I paid for a CAGS eliminator from what seemed like a very reputable Ebay seller. No negatives, good solid positives, not cheesy gay sounding ones, but what I got was simply a capacitor. Is this all that it takes? It has directions with it and everything, just looks jenky. :willy:


----------



## pickinfights (Oct 3, 2006)

Yeh. A guy on the forum here gave me a link on how to make one form like two dollars worth of equipment you can buy at Radio shack.
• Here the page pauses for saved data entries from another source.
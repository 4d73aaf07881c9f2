use crate::auth::AuthUser;
use crate::error::{ErrorResponse, HttpAppError};
use crate::handlers::{parse_video_id, write_back};
use crate::state::AppState;
use crate::utils::upload::{multipart_rejection, receive_upload};
use axum::{
    extract::{multipart::MultipartRejection, Multipart, Path, State},
    response::IntoResponse,
    Json,
};
use chrono::Utc;
use std::sync::Arc;
use tokio::time::Instant;
use tubely_core::models::VideoResponse;
use tubely_processing::UploadPolicy;

#[utoipa::path(
    post,
    path = "/api/videos/{videoID}/video",
    tag = "videos",
    params(
        ("videoID" = String, Path, description = "Video ID (UUID)")
    ),
    request_body(
        content_type = "multipart/form-data",
        description = "Form with one `video` file field (video/mp4, up to 1 GiB)"
    ),
    responses(
        (status = 200, description = "Video normalized and stored", body = VideoResponse),
        (status = 400, description = "Invalid ID or malformed multipart body", body = ErrorResponse),
        (status = 401, description = "Missing or invalid bearer token", body = ErrorResponse),
        (status = 403, description = "Caller does not own the video", body = ErrorResponse),
        (status = 404, description = "Video not found", body = ErrorResponse),
        (status = 413, description = "File exceeds 1 GiB", body = ErrorResponse),
        (status = 415, description = "Content type is not video/mp4", body = ErrorResponse),
        (status = 422, description = "No readable video stream", body = ErrorResponse),
        (status = 500, description = "Tool, storage or internal failure", body = ErrorResponse)
    ),
    security(("bearer_auth" = []))
)]
#[tracing::instrument(
    skip_all,
    fields(user_id = %auth.user_id, video_id = %video_id, operation = "upload_video")
)]
pub async fn upload_video(
    State(state): State<Arc<AppState>>,
    auth: AuthUser,
    Path(video_id): Path<String>,
    multipart: Result<Multipart, MultipartRejection>,
) -> Result<impl IntoResponse, HttpAppError> {
    let video_id = parse_video_id(&video_id)?;
    let multipart = multipart.map_err(multipart_rejection)?;
    let deadline = Instant::now() + state.config.request_timeout();

    let _lock = state.locks.acquire(video_id).await;
    state.gate.authorize(auth.user_id, video_id).await?;

    let upload = receive_upload(multipart, &UploadPolicy::VIDEO, &state.pipeline).await?;
    let ingested = state
        .pipeline
        .ingest_video(upload.staged, upload.media_type, deadline)
        .await?;

    let stored_key = ingested.video_ref.key.as_str();
    let video = write_back(
        video_id,
        stored_key,
        state
            .videos
            .set_video_ref(video_id, &ingested.video_ref, Utc::now()),
    )
    .await?;

    tracing::info!(
        video_id = %video.id,
        key = %stored_key,
        orientation = %ingested.orientation,
        width = ingested.geometry.width,
        height = ingested.geometry.height,
        size_bytes = ingested.size_bytes,
        "Video upload completed"
    );

    let response = state.resolver.sign(video).await?;
    Ok(Json(response))
}
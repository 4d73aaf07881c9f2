//! Per-video mutual exclusion
//!
//! Uploads for the same video run one at a time, from the owner check through
//! the metadata write-back. Different videos never wait on each other.

use std::collections::HashMap;
use std::sync::{Arc, Mutex, MutexGuard, PoisonError};

use tokio::sync::{Mutex as AsyncMutex, OwnedMutexGuard};
use uuid::Uuid;

type LockMap = HashMap<Uuid, Arc<AsyncMutex<()>>>;

#[derive(Clone, Default)]
pub struct VideoLocks {
    inner: Arc<Mutex<LockMap>>,
}

impl VideoLocks {
    pub fn new() -> Self {
        Self::default()
    }

    fn map(&self) -> MutexGuard<'_, LockMap> {
        // The map is never left half-updated, so a poisoned lock is still usable.
        self.inner.lock().unwrap_or_else(PoisonError::into_inner)
    }

    /// Wait for exclusive access to `video_id`.
    pub async fn acquire(&self, video_id: Uuid) -> VideoLockGuard {
        let lock = self.map().entry(video_id).or_default().clone();
        let guard = lock.lock_owned().await;
        VideoLockGuard {
            video_id,
            locks: self.clone(),
            guard: Some(guard),
        }
    }

    /// Number of videos currently locked or waited on.
    pub fn len(&self) -> usize {
        self.map().len()
    }

    pub fn is_empty(&self) -> bool {
        self.len() == 0
    }
}

/// Held for the duration of one upload. Dropping it releases the video and
/// forgets its entry once nobody else is waiting.
pub struct VideoLockGuard {
    video_id: Uuid,
    locks: VideoLocks,
    guard: Option<OwnedMutexGuard<()>>,
}

impl Drop for VideoLockGuard {
    fn drop(&mut self) {
        self.guard.take();
        let mut map = self.locks.map();
        let unused = map
            .get(&self.video_id)
            .is_some_and(|lock| Arc::strong_count(lock) == 1);
        if unused {
            map.remove(&self.video_id);
        }
    }
}
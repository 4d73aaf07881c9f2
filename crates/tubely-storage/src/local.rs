use crate::keys::validate_key;
use crate::traits::{Storage, StorageError, StorageResult};
use crate::StorageBackend;
use async_trait::async_trait;
use hmac::{Hmac, Mac};
use sha2::Sha256;
use std::path::{Path, PathBuf};
use std::time::{Duration, SystemTime, UNIX_EPOCH};
use tokio::fs;
use tokio::io::AsyncWriteExt;
use tokio::time::Instant;

/// Container name reported by local storage when none is configured.
pub const DEFAULT_LOCAL_CONTAINER: &str = "local";

/// Local filesystem storage implementation
#[derive(Clone)]
pub struct LocalStorage {
    base_path: PathBuf,
    base_url: String,
    container: String,
    signing_key: Option<Vec<u8>>,
}

impl LocalStorage {
    /// Create a new LocalStorage instance
    ///
    /// # Arguments
    /// * `base_path` - Root directory for file storage (e.g., "/var/lib/tubely/media")
    /// * `base_url` - Base URL for serving files (e.g., "http://localhost:8091/media")
    pub async fn new(base_path: impl Into<PathBuf>, base_url: String) -> StorageResult<Self> {
        let base_path = base_path.into();

        fs::create_dir_all(&base_path).await.map_err(|e| {
            StorageError::ConfigError(format!(
                "Failed to create storage directory {}: {}",
                base_path.display(),
                e
            ))
        })?;

        Ok(LocalStorage {
            base_path,
            base_url: base_url.trim_end_matches('/').to_string(),
            container: DEFAULT_LOCAL_CONTAINER.to_string(),
            signing_key: None,
        })
    }

    /// Name reported as the container of stored objects.
    pub fn with_container(mut self, container: impl Into<String>) -> Self {
        self.container = container.into();
        self
    }

    /// Sign presigned URLs with `secret`. Without a key, presigned URLs are
    /// plain public URLs.
    pub fn with_signing_key(mut self, secret: impl AsRef<[u8]>) -> Self {
        self.signing_key = Some(secret.as_ref().to_vec());
        self
    }

    pub fn base_path(&self) -> &Path {
        &self.base_path
    }

    /// Convert storage key to filesystem path with security validation
    ///
    /// Rejects keys that could escape the base storage directory.
    pub fn key_to_path(&self, storage_key: &str) -> StorageResult<PathBuf> {
        if !validate_key(storage_key) {
            return Err(StorageError::InvalidKey(
                "Storage key contains invalid characters".to_string(),
            ));
        }
        Ok(self.base_path.join(storage_key))
    }

    /// Ensure parent directory exists
    async fn ensure_parent_dir(&self, path: &Path) -> StorageResult<()> {
        if let Some(parent) = path.parent() {
            fs::create_dir_all(parent).await?;
        }
        Ok(())
    }

    fn sign(secret: &[u8], key: &str, expires: u64) -> StorageResult<Hmac<Sha256>> {
        let mut mac = Hmac::<Sha256>::new_from_slice(secret)
            .map_err(|e| StorageError::ConfigError(e.to_string()))?;
        mac.update(key.as_bytes());
        mac.update(b":");
        mac.update(expires.to_string().as_bytes());
        Ok(mac)
    }

    /// Check the `expires`/`signature` pair of a presigned URL for `key`.
    pub fn verify_signature(&self, key: &str, expires: u64, signature: &str) -> StorageResult<()> {
        let secret = self
            .signing_key
            .as_deref()
            .ok_or(StorageError::InvalidSignature)?;

        let now = SystemTime::now()
            .duration_since(UNIX_EPOCH)
            .unwrap_or_default()
            .as_secs();
        if now > expires {
            return Err(StorageError::InvalidSignature);
        }

        let tag = hex::decode(signature).map_err(|_| StorageError::InvalidSignature)?;
        Self::sign(secret, key, expires)?
            .verify_slice(&tag)
            .map_err(|_| StorageError::InvalidSignature)
    }

    /// Open a stored object for reading.
    pub async fn open(&self, key: &str) -> StorageResult<fs::File> {
        let path = self.key_to_path(key)?;
        match fs::File::open(&path).await {
            Ok(file) => Ok(file),
            Err(e) if e.kind() == std::io::ErrorKind::NotFound => {
                Err(StorageError::NotFound(key.to_string()))
            }
            Err(e) => Err(StorageError::IoError(e)),
        }
    }

    async fn copy_into(source: &Path, target: &Path) -> std::io::Result<u64> {
        let mut input = fs::File::open(source).await?;
        let mut output = fs::File::create(target).await?;
        let size = tokio::io::copy(&mut input, &mut output).await?;
        output.flush().await?;
        output.sync_all().await?;
        Ok(size)
    }
}

#[async_trait]
impl Storage for LocalStorage {
    fn container(&self) -> &str {
        &self.container
    }

    async fn put_file(
        &self,
        key: &str,
        path: &Path,
        _content_type: &str,
        deadline: Instant,
    ) -> StorageResult<u64> {
        let target = self.key_to_path(key)?;
        self.ensure_parent_dir(&target).await?;

        let start = std::time::Instant::now();

        let error = match tokio::time::timeout_at(deadline, Self::copy_into(path, &target)).await {
            Ok(Ok(size)) => {
                tracing::info!(
                    path = %target.display(),
                    key = %key,
                    size_bytes = size,
                    duration_ms = start.elapsed().as_secs_f64() * 1000.0,
                    "Local storage upload successful"
                );
                return Ok(size);
            }
            Ok(Err(e)) => StorageError::UploadFailed(format!(
                "Failed to write file {}: {}",
                target.display(),
                e
            )),
            Err(_) => StorageError::DeadlineExceeded(key.to_string()),
        };

        // Never leave a partially written object behind.
        let _ = fs::remove_file(&target).await;

        tracing::error!(
            error = %error,
            key = %key,
            duration_ms = start.elapsed().as_secs_f64() * 1000.0,
            "Local storage upload failed"
        );
        Err(error)
    }

    async fn presigned_get_url(&self, key: &str, expires_in: Duration) -> StorageResult<String> {
        self.key_to_path(key)?;
        let url = self.public_url(key);

        let Some(secret) = self.signing_key.as_deref() else {
            return Ok(url);
        };

        let expires = SystemTime::now()
            .checked_add(expires_in)
            .unwrap_or(UNIX_EPOCH)
            .duration_since(UNIX_EPOCH)
            .unwrap_or_default()
            .as_secs();
        let signature = hex::encode(Self::sign(secret, key, expires)?.finalize().into_bytes());

        Ok(format!("{}?expires={}&signature={}", url, expires, signature))
    }

    fn public_url(&self, key: &str) -> String {
        format!("{}/{}", self.base_url, key)
    }

    fn backend_type(&self) -> StorageBackend {
        StorageBackend::Local
    }
}
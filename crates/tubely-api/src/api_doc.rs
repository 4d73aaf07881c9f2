//! OpenAPI documentation, served at `/api/openapi.json`.

use utoipa::openapi::security::{Http, HttpAuthScheme, SecurityScheme};
use utoipa::{Modify, OpenApi};

use crate::error;
use crate::handlers;
use tubely_core::models;

#[derive(OpenApi)]
#[openapi(
    info(
        title = "Tubely API",
        version = "0.1.0",
        description = "Video ingestion API. Uploaded videos are probed for orientation, remuxed for progressive playback and stored in an object store; reads return time-limited signed URLs."
    ),
    paths(
        handlers::video_upload::upload_video,
        handlers::thumbnail_upload::upload_thumbnail,
        handlers::video_get::get_video,
        handlers::health::health,
    ),
    components(schemas(
        models::VideoResponse,
        error::ErrorResponse,
        handlers::health::HealthResponse,
    )),
    modifiers(&BearerAuth),
    tags(
        (name = "videos", description = "Video uploads and retrieval"),
        (name = "health", description = "Liveness"),
    )
)]
pub struct ApiDoc;

struct BearerAuth;

impl Modify for BearerAuth {
    fn modify(&self, openapi: &mut utoipa::openapi::OpenApi) {
        if let Some(components) = openapi.components.as_mut() {
            components.add_security_scheme(
                "bearer_auth",
                SecurityScheme::Http(Http::new(HttpAuthScheme::Bearer)),
            );
        }
    }
}

#[cfg(test)]
mod tests {
    use super::*;

    #[test]
    fn test_spec_lists_upload_routes_and_bearer_scheme() {
        let spec = ApiDoc::openapi();
        assert!(spec.paths.paths.contains_key("/api/videos/{videoID}/video"));
        assert!(spec.paths.paths.contains_key("/api/videos/{videoID}/thumbnail"));
        assert!(spec.paths.paths.contains_key("/api/videos/{videoID}"));

        let components = spec.components.expect("components");
        assert!(components.security_schemes.contains_key("bearer_auth"));
    }
}
//! Database repositories for data access layer
//!
//! The ingest service only reads and updates existing video records; creation
//! and deletion belong to other services sharing the same table.

pub mod video;

#[cfg(any(test, feature = "test-helpers"))]
pub mod memory;

#[cfg(any(test, feature = "test-helpers"))]
pub use memory::InMemoryVideoRepository;
pub use video::{PgVideoRepository, VideoRepository, VideoRow};
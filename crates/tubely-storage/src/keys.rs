//! Object key policy shared by all storage backends.
//!
//! Videos are grouped by orientation: `{orientation}/{token}.{ext}`.
//! Thumbnails live at the container root: `{token}.{ext}`.

use base64::Engine;
use rand::RngCore;
use std::fmt::{Display, Formatter, Result as FmtResult};
use tubely_core::models::Orientation;

/// Number of random bytes behind each key token.
pub const TOKEN_BYTES: usize = 32;

/// Fresh random token, base64 URL-safe without padding.
///
/// Not derived from content and never checked for collisions.
pub fn random_token() -> String {
    let mut bytes = [0u8; TOKEN_BYTES];
    rand::rng().fill_bytes(&mut bytes);
    base64::engine::general_purpose::URL_SAFE_NO_PAD.encode(bytes)
}

/// Key of an object inside a storage container.
#[derive(Debug, Clone, PartialEq, Eq, Hash)]
pub struct ObjectKey(String);

impl ObjectKey {
    pub fn for_video(orientation: Orientation, ext: &str) -> Self {
        ObjectKey(format!("{}/{}.{}", orientation, random_token(), ext))
    }

    pub fn for_thumbnail(ext: &str) -> Self {
        ObjectKey(format!("{}.{}", random_token(), ext))
    }

    pub fn as_str(&self) -> &str {
        &self.0
    }

    /// Last path segment, i.e. `{token}.{ext}`.
    pub fn file_name(&self) -> &str {
        self.0.rsplit('/').next().unwrap_or(&self.0)
    }
}

impl Display for ObjectKey {
    fn fmt(&self, f: &mut Formatter<'_>) -> FmtResult {
        f.write_str(&self.0)
    }
}

impl AsRef<str> for ObjectKey {
    fn as_ref(&self) -> &str {
        &self.0
    }
}

/// Reject keys that could escape a container root.
pub fn validate_key(key: &str) -> bool {
    !key.is_empty() && !key.contains("..") && !key.starts_with('/') && !key.contains('\\')
}
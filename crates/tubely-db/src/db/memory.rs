//! In-memory repository for tests
//!
//! Lets API tests run the full pipeline without a database.

use std::collections::HashMap;
use std::sync::{Arc, Mutex, MutexGuard};

use chrono::{DateTime, Utc};
use tubely_core::models::{Video, VideoRef};
use tubely_core::AppError;
use uuid::Uuid;

use super::video::VideoRepository;

#[derive(Clone, Default)]
pub struct InMemoryVideoRepository {
    videos: Arc<Mutex<HashMap<Uuid, Video>>>,
    updates: Arc<Mutex<usize>>,
}

impl InMemoryVideoRepository {
    pub fn new() -> Self {
        Self::default()
    }

    fn videos(&self) -> Result<MutexGuard<'_, HashMap<Uuid, Video>>, AppError> {
        self.videos
            .lock()
            .map_err(|_| AppError::Internal("video store lock poisoned".to_string()))
    }

    pub fn insert(&self, video: Video) {
        if let Ok(mut videos) = self.videos() {
            videos.insert(video.id, video);
        }
    }

    /// Snapshot of a record, bypassing the trait.
    pub fn snapshot(&self, id: Uuid) -> Option<Video> {
        self.videos().ok().and_then(|videos| videos.get(&id).cloned())
    }

    /// Change the title outside the repository trait, the way another
    /// service sharing the table would.
    pub fn rename(&self, id: Uuid, title: &str) {
        if let Ok(mut videos) = self.videos() {
            if let Some(video) = videos.get_mut(&id) {
                video.title = title.to_string();
            }
        }
    }

    /// Number of successful write-backs.
    pub fn update_count(&self) -> usize {
        self.updates.lock().map(|count| *count).unwrap_or(0)
    }

    fn modify(&self, id: Uuid, apply: impl FnOnce(&mut Video)) -> Result<Video, AppError> {
        let mut videos = self.videos()?;
        let video = videos
            .get_mut(&id)
            .ok_or_else(|| AppError::NotFound(format!("Video {} not found", id)))?;
        apply(video);
        let updated = video.clone();
        if let Ok(mut count) = self.updates.lock() {
            *count += 1;
        }
        Ok(updated)
    }
}

#[async_trait::async_trait]
impl VideoRepository for InMemoryVideoRepository {
    async fn get_video(&self, id: Uuid) -> Result<Option<Video>, AppError> {
        Ok(self.videos()?.get(&id).cloned())
    }

    async fn set_video_ref(
        &self,
        id: Uuid,
        video_ref: &VideoRef,
        updated_at: DateTime<Utc>,
    ) -> Result<Video, AppError> {
        self.modify(id, |video| {
            video.video_ref = Some(video_ref.clone());
            video.updated_at = updated_at;
        })
    }

    async fn set_thumbnail_url(
        &self,
        id: Uuid,
        thumbnail_url: &str,
        updated_at: DateTime<Utc>,
    ) -> Result<Video, AppError> {
        self.modify(id, |video| {
            video.thumbnail_url = Some(thumbnail_url.to_string());
            video.updated_at = updated_at;
        })
    }
}
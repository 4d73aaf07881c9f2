//! Local staging of uploads
//!
//! Every staged file is owned by a [`StagedFile`], which removes it from disk
//! when dropped, whichever way the request ends.

use std::path::{Path, PathBuf};

use tempfile::TempPath;
use tokio::io::{AsyncRead, AsyncReadExt, AsyncWriteExt};

use crate::error::ProcessingError;

const COPY_BUFFER_BYTES: usize = 64 * 1024;

/// Error an upload reader yields once the request body hits its size limit.
///
/// Readers wrap it in an `io::Error`; staging reports it as
/// [`ProcessingError::TooLarge`] instead of a receive failure.
#[derive(Debug, thiserror::Error)]
#[error("request body exceeded its size limit")]
pub struct BodyLimitExceeded;

fn receive_error(err: std::io::Error, ceiling: u64) -> ProcessingError {
    let limit_hit = err
        .get_ref()
        .is_some_and(|inner| inner.is::<BodyLimitExceeded>());
    if limit_hit {
        ProcessingError::TooLarge { max: ceiling }
    } else {
        ProcessingError::Receive(err)
    }
}

/// A file in the staging directory, deleted on drop.
#[derive(Debug)]
pub struct StagedFile {
    path: TempPath,
    size: u64,
}

impl StagedFile {
    /// Take ownership of `path`, which a tool is about to create.
    ///
    /// The file is removed on drop even if the tool only wrote part of it.
    /// Relative paths are resolved against the current directory.
    pub fn adopt(path: impl AsRef<Path>) -> Result<Self, ProcessingError> {
        let path = TempPath::try_from_path(path.as_ref()).map_err(ProcessingError::Staging)?;
        Ok(Self { path, size: 0 })
    }

    pub fn path(&self) -> &Path {
        &self.path
    }

    /// Bytes written while staging. Zero for adopted files.
    pub fn size(&self) -> u64 {
        self.size
    }
}

/// Writes upload streams into uniquely named files under one directory.
#[derive(Debug, Clone)]
pub struct Stager {
    dir: PathBuf,
}

impl Stager {
    pub fn new(dir: impl Into<PathBuf>) -> Self {
        Self { dir: dir.into() }
    }

    pub fn dir(&self) -> &Path {
        &self.dir
    }

    /// Copy `reader` into a new staging file, failing once more than
    /// `ceiling` bytes arrive.
    #[tracing::instrument(skip(self, reader), fields(staging.dir = %self.dir.display()))]
    pub async fn stage<R>(
        &self,
        reader: R,
        ceiling: u64,
        suffix: &str,
    ) -> Result<StagedFile, ProcessingError>
    where
        R: AsyncRead + Unpin + Send,
    {
        tokio::fs::create_dir_all(&self.dir)
            .await
            .map_err(ProcessingError::Staging)?;

        let named = tempfile::Builder::new()
            .prefix("tubely-upload-")
            .suffix(suffix)
            .tempfile_in(&self.dir)
            .map_err(ProcessingError::Staging)?;
        let (file, path) = named.into_parts();
        let mut staged = StagedFile { path, size: 0 };

        let mut file = tokio::fs::File::from_std(file);
        // One byte past the ceiling is enough to know the upload is too large.
        let mut limited = reader.take(ceiling + 1);
        let mut buf = vec![0u8; COPY_BUFFER_BYTES];
        let mut written = 0u64;
        loop {
            let n = limited
                .read(&mut buf)
                .await
                .map_err(|e| receive_error(e, ceiling))?;
            if n == 0 {
                break;
            }
            file.write_all(&buf[..n])
                .await
                .map_err(ProcessingError::Staging)?;
            written += n as u64;
        }

        if written > ceiling {
            tracing::debug!(ceiling, "Upload exceeded staging ceiling");
            return Err(ProcessingError::TooLarge { max: ceiling });
        }

        file.flush().await.map_err(ProcessingError::Staging)?;
        file.sync_all().await.map_err(ProcessingError::Staging)?;
        staged.size = written;

        tracing::debug!(
            path = %staged.path().display(),
            size_bytes = written,
            "Upload staged"
        );
        Ok(staged)
    }
}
A resistor, wire, and electrical tape.


----------



## LYNMUP (Nov 26, 2005)

If it's a CAGS eliminator, you should've gotten the entire harness that plugs into the tranny. Sounds like he sold you the stuff to make one. I bought a real one from a member on here for $20 shipped. they're $25 + shipping new. Slponline.com sells them. Hope you didn't pay too much and it works.


----------



## 6QTS11OZ (Mar 27, 2005)

Why take a chance with ebay when the part doesn't cost that much brand new? You were probably sent the parts to make a CAGS eliminator so I'll say that you didn't get taken. But it's not what you expected. There is a small percentage of scam artists (those who don't send anything or those that sent you what you asked for but it's not exactly what you thought) on ebay compared to the honest people on ebay. Every time you order something you're taking a chance of not getting anything at all. Hope your part works.


----------



## palmettosunshine (Feb 6, 2007)

It should work absolutely fine. I got the same thing, followed the directions and for about $7 eliminated the CAGS.


----------



## SnKGoat (Nov 21, 2006)

I only paid $9 bucks and a couple bucks shipping for it. It just surprised me is all. It did come with full instructions, however, I think I will just buy the harness type, and eat the $9. Thanks for the info guys.


----------



## Ls2sixspeed (Nov 27, 2005)

SnKGoat said:


> I only paid $9 bucks and a couple bucks shipping for it. It just surprised me is all. It did come with full instructions, however, I think I will just buy the harness type, and eat the $9. Thanks for the info guys.


I just purchased my 3RD GTO now I need another CAGS eliminator 
Blue/Blue M6 18s


----------



## jonaphn (Feb 26, 2007)

I'm just curious, why buy the cags eliminator when the resistor mod is so cheap and easy to do?

Is the any benefits to doing eliminator as opposed to the resistor mod?


----------